A fellow traveller who travelled on the same nightbus to Pamukkale asked me a question never been asked to me before ~ do you study art?~ when he heard that I'm studying in Czech.
I almost topple backwards upon being asked the question.
Why?
Because I have no idea that I look like an art student(never, even in the just waken up state) and Cikgu Faezah of SOKSEK would have inquire herself if I really did perform in her art class for someone to ask such a question to me.
And there were also those retired gramps who was travelling on suitcases, which are not backpacks, obviously. I feel that they deserve a post on their own. Funny folks, they were. Made up for all those stressful, laughterless days of exam revision month I had just in a short 7 hour tour.
Being a hijabi prancing around places like Cappadocia, going up and down the hill, barked by 4 large, hairy, dark dogs (although, thankfully, were fastened), went on night buses might attract a considerable headturns but most of it, or all of it, turned out good.

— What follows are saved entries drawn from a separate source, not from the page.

fn key_value_list(title: &str, data: &serde_json::Map<String, Value>) -> String {
    let entries = sorted_breakdown(data);
    let body = if entries.is_empty() {
        r#"<div class="muted mt8">No data</div>"#.to_string()
    } else {
        let items: String = entries
            .iter()
            .map(|(k, v)| {
                format!(
                    r#"<div class="kvItem"><div class="kvKey">{}</div><div class="kvVal">{}</div></div>"#,
                    esc(k),
                    esc(&format_maybe_number(Some(v)))
                )
            })
            .collect();
        format!(r#"<div class="kvList">{}</div>"#, items)
    };
    format!(
        r#"<section class="card"><div class="cardTitle">{}</div>{}</section>"#,
        esc(title),
        body
    )
}

fn sync_banner(sync: &SyncHealth) -> String {
    let sla = format_maybe_number(sync.sla_target_seconds.as_ref());
    let metric = |label: &str, value: &str| {
        format!(
            r#"<div class="syncMetric"><div class="syncMetricLabel">{}</div><div class="syncMetricValue">{}</div></div>"#,
            esc(label),
            esc(value)
        )
    };
    format!(
        r#"<section class="card banner syncSection">
<div class="syncTitleRow"><div class="bannerTitle">Sync Health</div> <span class="{badge}">{status}</span></div>
<div class="muted">POC evidence (SLA target &le; {sla}s)</div>
<div class="grid4 syncGrid">{m1}{m2}{m3}{m4}</div>
</section>"#,
        badge = badge_class(sync.status_kind()),
        status = esc(sync.status.as_deref().filter(|s| !s.is_empty()).unwrap_or("unknown")),
        sla = esc(&sla),
        m1 = metric("SLA target (seconds)", &sla),
        m2 = metric(
            "Current lag (seconds)",
            &format_maybe_number(sync.lag_seconds.as_ref())
        ),
        m3 = metric(
            "Last success",
            &format_timestamp(sync.last_success_at.as_deref())
        ),
        m4 = metric(
            "Last error",
            sync.last_error.as_deref().filter(|s| !s.is_empty()).unwrap_or(DASH)
        ),
    )
}

fn dashboard_metrics(data: &DashboardData) -> String {
    let kpi = &data.kpi;
    format!(
        r#"<div class="grid3">{}{}{}</div><div class="grid2">{}{}</div>"#,
        kpi_card(
            "Customers",
            &[
                ("Total", kpi.customers.total.as_ref()),
                ("Active", kpi.customers.active.as_ref()),
            ]
        ),
        kpi_card(
            "Credit Applications",
            &[("Total", kpi.credit_applications.total.as_ref())]
        ),
        kpi_card(
            "Vehicle Ownership",
            &[("Total", kpi.vehicle_ownership.total.as_ref())]
        ),
        key_value_list("Customers by Segment", &kpi.customers.by_segment),
        key_value_list(
            "Credit Applications by Status",
            &kpi.credit_applications.by_status
        ),
    )
}

pub fn dashboard_page(state: &DashboardState) -> String {
    let mut body = String::from(
        r#"<div class="page"><div class="pageHeader"><h2>Dashboard</h2><div class="muted">Key metrics and data synchronization status</div></div>"#,
    );
    match state {
        DashboardState::Loading => body.push_str(r#"<div class="card">Loading dashboard…</div>"#),
        DashboardState::Error(message) => body.push_str(&format!(
            r#"<div class="card cardError"><div class="cardTitle">Dashboard error</div><pre class="json">{}</pre><div class="muted mt8">Also check the server log for details.</div></div>"#,
            esc(message)
        )),
        DashboardState::Loaded(data) => {
            body.push_str(&sync_banner(&data.sync));
            body.push_str(&dashboard_metrics(data));
        }
    }
    body.push_str("</div>");
    layout("Dashboard", &body)
}

// ============ Customers ============

/// Link to the list page with the current filters at `offset`.
pub fn customers_href(filters: &ListFilters, offset: u64) -> String {
    let mut query = filters.to_query();
    query.offset = offset;
    format!("/customers{}", to_query(query.pairs()))
}
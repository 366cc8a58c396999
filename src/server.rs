//! Router assembly for the dashboard.

use crate::backend_client::BackendClient;
use crate::config::Config;
use crate::handlers::{self, AppState};
use axum::{routing::get, Router};
use std::sync::Arc;
use std::time::Duration;
use tower::ServiceBuilder;
use tower_http::{cors::CorsLayer, timeout::TimeoutLayer, trace::TraceLayer};

/// Builds the application state from configuration.
pub fn build_state(config: Config) -> anyhow::Result<Arc<AppState>> {
    let client = BackendClient::new(config.api_base_url.clone(), config.api_timeout())?;
    tracing::info!("✓ Backend client initialized: {}", client.base_url());
    Ok(Arc::new(AppState { config, client }))
}

/// Builds the dashboard router.
///
/// Page requests get a little longer than one backend call to finish, since
/// the dashboard page waits on two calls in parallel.
pub fn router(state: Arc<AppState>) -> Router {
    let page_timeout = state.config.api_timeout() + Duration::from_secs(5);

    Router::new()
        .route("/", get(handlers::root))
        .route("/health", get(handlers::health))
        .route("/dashboard", get(handlers::dashboard))
        .route("/customers", get(handlers::customers))
        .route("/customers/:customer_id", get(handlers::customer_profile))
        .fallback(handlers::not_found)
        .with_state(state)
        .layer(
            ServiceBuilder::new()
                .layer(TraceLayer::new_for_http())
                .layer(TimeoutLayer::new(page_timeout)),
        )
        .layer(CorsLayer::permissive())
}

Believe me, most of the time, curiosity wins over hesitancy (provided that u don't wear that stay-clear-of-me expression)
And yes, for a hot, sticky and stuffy Istanbul (definitely not my fav place), I learned a bit of this and that, and had some good points to ponder too.
The Sultanahmet area is patronized by tourists coming from all crooks and nooks of planet earth, and also, streetsellers, coming from Turkey itself.
They sell sweating bottles of mineral water, some sort of sticky sweets, books, toys, fan, umbrella-cap and sweating bottles of mineral water.
You can't help but to want to avoid them and at the same time feeling pitiful for them.
I mean, these people are working in this sticky, hot, stuffy Sultanahmet under the scorching sun, going from person to person, trying to sell their goods, which mostly were met by 10 NO in a row (or perharps more than that), and headturns~the opposite way.
I expressed my concern to Leyla, the Just Ask Me that has maintained contact with us.
Her words washed off my feeling of guilty straightaway ~ that they may look pitiful and they can be really trying to earn some money but it's just not right that they are selling stuff at skyrocket price compared to the original price.
If anybody ask me whether I would return, the answer would be definitely yes.
I haven't had enough of Cappadocia and I am yet to check out Saffranbolu and Ephesus, and as for Istanbul, I would gladly skip that.